Earlier this week, I was given the task of installing a shopping cart script for my organization... The reason this particular commercial product was picked was because a higher-up and seen it and liked the interface... being written in Perl, (and since I'm the only Perl person in the company), I got to find out the nitty gritty details of installing this script..

Upon looking at the source, I was amazed to see code that violated a couple of practices that I consider essential to CGI programming: taint checks were not turned on, and CGI.pm was not used. At that time, I solicited the opinion of my fellow monks on what to do (I didn't think I would be taken seriously by management.. have you ever seen a glint in the eye of senior management when they're championing a product ? I saw it in my manager's eyes :o).. Thanks to WebHick, virtualsue and TStanley (these are just the people I remember, there were quite a few more), I wrote a CYA email to a few people outlining some of the problems that I saw in the script (namely, the two I mentioned above)..

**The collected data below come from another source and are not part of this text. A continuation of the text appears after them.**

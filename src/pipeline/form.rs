// Rolling recent-form aggregation.
//
// For every player, observations are ordered ascending by match date
// (stable, so insertion order breaks date ties) and each row receives the
// mean of the player's own runs and wickets over a trailing window ending
// at and including that row. The window shrinks at the start of a
// player's history and never includes a future observation.

use crate::store::RowStore;

/// Trailing-window means attached to one observation.
#[derive(Debug, Clone, Copy, Default, PartialEq)]
pub struct RollingForm {
    pub rolling_runs: f64,
    pub rolling_wickets: f64,
}

/// Compute rolling form for every row. The result is aligned with the
/// store: `result[i]` belongs to `store.rows[i]`.
pub fn compute_rolling_form(store: &RowStore, window: usize) -> Vec<RollingForm> {
    debug_assert!(window >= 1);
    let mut form = vec![RollingForm::default(); store.len()];

    for (_, mut indices) in store.indices_by_player() {
        // Stable sort: equal dates keep insertion order.
        indices.sort_by_key(|&i| store.rows[i].match_date);

        for (k, &i) in indices.iter().enumerate() {
            let start = (k + 1).saturating_sub(window);
            let span = &indices[start..=k];
            let n = span.len() as f64;
            let runs: u32 = span.iter().map(|&j| store.rows[j].total_runs).sum();
            let wickets: u32 = span.iter().map(|&j| store.rows[j].total_wickets).sum();
            form[i] = RollingForm {
                rolling_runs: runs as f64 / n,
                rolling_wickets: wickets as f64 / n,
            };
        }
    }

    form
}

// ---------------------------------------------------------------------------
// Tests
// ---------------------------------------------------------------------------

Now, the point of this rambling meditation (finally, you say :o)... Another possible problem that I discovered is that this script sends email, but uses raw sockets and SMTP commands in the script rather than modules from CPAN (Net:: and Mail:: modules)... Now I personally think that this is another coding practice as bad as not using CGI.pm or enabling taint checks.. but I can see the point of view of the developer (I think I've seen other Perl products that also has the same philosophy of not using modules because then it runs "out of the box" on any Perl installation).. My question really is.. do you think writing products that don't use CPAN modules is bad coding practice ? Were you to write a product that would be publicly distributed (commercially or otherwise), which approach would you take ? and why ?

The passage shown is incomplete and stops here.